THE current rush for critical raw materials by developed countries and China in Africa reminds me of the Bourbon monarch in France, who briefly came back to power after Napoleon’s rule from 1815 to 1830.
He accused his subjects of having learnt nothing from the revolution and forgot nothing about monarch privileges which resulted in their short rule.
What are critical raw materials?
Critical raw materials (CRM) are materials essential for various industries and technologies. Examples include lithium (used in batteries), cobalt and gallium (for solar panels); rare earths are critical components of permanent magnets used in wind turbine motors, and titanium (used in aerospace).
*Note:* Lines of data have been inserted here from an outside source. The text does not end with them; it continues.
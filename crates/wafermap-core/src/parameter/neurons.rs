//! Analog and digital neuron parameter translation.

use std::collections::BTreeMap;

use tracing::{debug, warn};

use wafermap_bio::{BioGraph, CellParameters};
use wafermap_chip::{ChipOnWafer, DenmemOnChip, FgBlockOnChip};
use wafermap_hal::{
    ChipCalibration, ChipDescriptor, HwNeuronParameters, BIG_CAP_FARAD, SMALL_CAP_FARAD,
};

use crate::config::MapperConfig;
use crate::error::{MapperError, Result};
use crate::results::Results;

/// Biological millivolts to hardware volts: scale by `alpha_v`, shift by
/// `shift_v` (mV), then to volts.
fn bio_mv_to_hw_volts(config: &MapperConfig, millivolts: f64) -> f64 {
    (millivolts * config.param_trafo.alpha_v + config.param_trafo.shift_v) / 1000.0
}

/// Translate the analog parameters of every neuron on `chip` and set up
/// the digital spike path of each logical neuron.
///
/// Returns the per-floating-gate-block mean of the biological `v_reset`
/// values, needed by the shared-parameter step.
///
/// # Errors
///
/// [`MapperError::UnsupportedCellType`] when a placed population has no
/// analog translation.
pub fn transform_neurons(
    graph: &BioGraph,
    config: &MapperConfig,
    calibration: &ChipCalibration,
    chip: ChipOnWafer,
    descriptor: &mut ChipDescriptor,
    results: &Results,
) -> Result<BTreeMap<FgBlockOnChip, f64>> {
    // Collect the v_reset requests per shared block first; individual
    // parameters depend on the shared levels.
    let mut v_resets: BTreeMap<FgBlockOnChip, Vec<f64>> = BTreeMap::new();
    let mut distinct: Vec<f64> = Vec::new();

    for item in results.placement.find_chip(chip) {
        let population = graph.population(item.bio.population)?;
        let v_reset = population.parameters.v_reset(item.bio.neuron_index)?;
        if !distinct.iter().any(|known| (known - v_reset).abs() < f64::EPSILON) {
            distinct.push(v_reset);
        }
        for denmem in item.logical.denmems() {
            v_resets.entry(denmem.denmem.shared_fg_block()).or_default().push(v_reset);
        }
    }

    if distinct.len() > 1 {
        warn!(
            %chip,
            values = distinct.len(),
            "more than one v_reset requested; the per-block mean will be used"
        );
    }

    let means: BTreeMap<FgBlockOnChip, f64> = v_resets
        .into_iter()
        .map(|(block, values)| {
            #[allow(clippy::cast_precision_loss)]
            let mean = values.iter().sum::<f64>() / values.len() as f64;
            (block, mean)
        })
        .collect();

    // Individual analog parameters, denmem by denmem.
    for item in results.placement.find_chip(chip) {
        let population = graph.population(item.bio.population)?;
        let registers = analog_registers(
            config,
            calibration,
            &population.parameters,
            item.bio.neuron_index,
        )?;
        for denmem in item.logical.denmems() {
            *descriptor.analog_neuron_mut(denmem.denmem) = registers;
        }

        // Digital setup only on the leftmost denmem; the rectangle is
        // interconnected into one electrical neuron below.
        let Some(front) = item.logical.front() else {
            continue;
        };
        let Some(address) = item.address else {
            warn!(bio = ?item.bio, "placed neuron without L1 address stays silent");
            continue;
        };
        let register = descriptor.neuron_mut(front.denmem);
        register.address = address.address;
        register.activate_firing = true;
        register.enable_spl1_output = true;

        if let Some((first, last)) = item.logical.column_range() {
            descriptor.connect_denmems(first, last);
        }
        debug!(bio = ?item.bio, address = %address.address, "digital neuron configured");
    }

    Ok(means)
}

/// Translate one cell's parameters into floating-gate DAC values.
fn analog_registers(
    config: &MapperConfig,
    calibration: &ChipCalibration,
    parameters: &CellParameters,
    index: usize,
) -> Result<HwNeuronParameters> {
    let speedup = config.speedup;
    let denmem_cap = if config.param_trafo.use_big_capacitors {
        BIG_CAP_FARAD
    } else {
        SMALL_CAP_FARAD
    };
    let neuron = &calibration.neuron;
    let volts = |mv: f64| neuron.voltage_dac(bio_mv_to_hw_volts(config, mv));

    let lif = match parameters {
        CellParameters::IfCondExp(v) => &v[index],
        CellParameters::EifCondExpIsfaIsta(v) => &v[index].lif,
        other => {
            return Err(MapperError::UnsupportedCellType {
                cell_type: other.cell_type().to_string(),
            })
        }
    };

    // Hardware leak conductance reproducing the membrane time constant on
    // the accelerated clock: g = C_hw · speedup / tau_m.
    let tau_m_seconds = lif.tau_m * 1e-3;
    let g_l_ns = denmem_cap * speedup / tau_m_seconds * 1e9;

    let mut registers = HwNeuronParameters {
        e_l: volts(lif.v_rest),
        v_t: volts(lif.v_thresh),
        v_reset: volts(lif.v_reset),
        i_gl: neuron.conductance_dac(g_l_ns),
        i_pl: neuron.refrac_dac(lif.tau_refrac * 1e-3 / speedup),
        v_syntc_e: neuron.syn_tc_dac(lif.tau_syn_e * 1e-3 / speedup),
        v_syntc_i: neuron.syn_tc_dac(lif.tau_syn_i * 1e-3 / speedup),
        e_syn_e: volts(lif.e_rev_e),
        e_syn_i: volts(lif.e_rev_i),
        ..HwNeuronParameters::default()
    };

    if let CellParameters::EifCondExpIsfaIsta(v) = parameters {
        let adex = &v[index];
        registers.v_exp = volts(adex.lif.v_thresh - adex.delta_t);
        registers.i_radapt_a = neuron.conductance_dac(adex.a * speedup);
        // The adaptation increment shares the conductance curve scale.
        registers.i_fire_b = neuron.conductance_dac(adex.b * 1e3);
        registers.i_radapt_tau = neuron.syn_tc_dac(adex.tau_w * 1e-3 / speedup);
    }

    Ok(registers)
}

/// Program the shared floating-gate blocks from the per-block `v_reset`
/// means.
pub fn shared_parameters(
    config: &MapperConfig,
    calibration: &ChipCalibration,
    descriptor: &mut ChipDescriptor,
    means: BTreeMap<FgBlockOnChip, f64>,
) {
    for block in FgBlockOnChip::iter_all() {
        let Some(mean) = means.get(&block) else {
            continue;
        };
        let hw_volts = bio_mv_to_hw_volts(config, *mean);
        let dac = calibration.shared.apply_shared_calibration(hw_volts);
        descriptor.floating_gates_mut(block).v_reset = dac;
    }
}

/// Per-denmem synaptic weight scale of one chip.
///
/// The scale from biological to hardware conductance is
/// `speedup · cm_hw / cm_bio`, where `cm_hw` sums the capacitance of all
/// interconnected denmems of the logical neuron.
///
/// # Errors
///
/// Propagates cell-type errors from the capacitance query.
pub fn weight_scale_array(
    graph: &BioGraph,
    config: &MapperConfig,
    chip: ChipOnWafer,
    use_big_capacitors: bool,
    results: &Results,
) -> Result<BTreeMap<DenmemOnChip, f64>> {
    let denmem_cap = if use_big_capacitors { BIG_CAP_FARAD } else { SMALL_CAP_FARAD };
    let mut scales = BTreeMap::new();

    for item in results.placement.find_chip(chip) {
        let population = graph.population(item.bio.population)?;
        let cm_bio_nf = population.parameters.cm(item.bio.neuron_index)?;
        let cm_bio_farad = cm_bio_nf * 1e-9;

        let denmems = item.logical.denmems();
        #[allow(clippy::cast_precision_loss)]
        let cm_hw = denmem_cap * denmems.len() as f64;
        let scale = config.speedup * cm_hw / cm_bio_farad;
        debug_assert!(scale > 0.0);

        for denmem in denmems {
            scales.insert(denmem.denmem, scale);
        }
    }
    Ok(scales)
}

#[cfg(test)]
mod tests {
    use super::*;
    use wafermap_bio::LifParameters;

    fn config() -> MapperConfig {
        MapperConfig::default()
    }

    #[test]
    fn voltage_conversion_defaults() {
        // v_reset −70 mV: (−70 · 10 + 1200) / 1000 = 0.5 V.
        let volts = bio_mv_to_hw_volts(&config(), -70.0);
        assert!((volts - 0.5).abs() < 1e-12);
    }

    #[test]
    fn lif_registers_are_finite_and_ordered() {
        let calibration = ChipCalibration::default();
        let parameters = CellParameters::IfCondExp(vec![LifParameters::default()]);
        let registers = analog_registers(&config(), &calibration, &parameters, 0).unwrap();
        // Threshold above reset for the default cell.
        assert!(registers.v_t > registers.v_reset);
        assert!(registers.i_gl > 0);
    }

    #[test]
    fn sources_have_no_analog_translation() {
        let calibration = ChipCalibration::default();
        let parameters = CellParameters::SpikeSourcePoisson(vec![
            wafermap_bio::PoissonSourceParameters::default(),
        ]);
        let result = analog_registers(&config(), &calibration, &parameters, 0);
        assert!(matches!(result, Err(MapperError::UnsupportedCellType { .. })));
    }
}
With the global quest for CRMs, Africa is at a pivotal crossroads marked by opportunity and peril. The echoes of past colonial imprints and contemporary global demands converge, shaping Africa’s role in the emerging landscape of resource allocation and economic transformation. With recollections from the Berlin Africa Conference, the colonisation period, and the transformation of the Middle East, one would have thought that Africa would have learnt a thing or two, but alas, the continent seems to be singing from the same old hymn book of yesteryear. Africa has learnt nothing and forgotten everything.
However, Africa now faces a unique opportunity in the global push to decarbonise energy and reduce greenhouse gas emissions which aligns with the Paris Agreement. This international push allows Africa to uplift its citizens and foster continental development. The irony should not be lost that as others try to decarbonise all sectors, Africa is yet to provide power to its growing population.
The EU strategy
The European Union (EU) has taken decisive steps to limit global temperature rise to below 2 degrees Celsius. The critical raw material strategy, a cornerstone of the 2021 Green Deal, aims to secure essential resources and achieve its climate targets. The EU recognises that reliance on third-country raw materials amid surging global demand driven by digital and green economies renders its supply chains vulnerable. The EU has learned from its past and it is fortifying its resilience.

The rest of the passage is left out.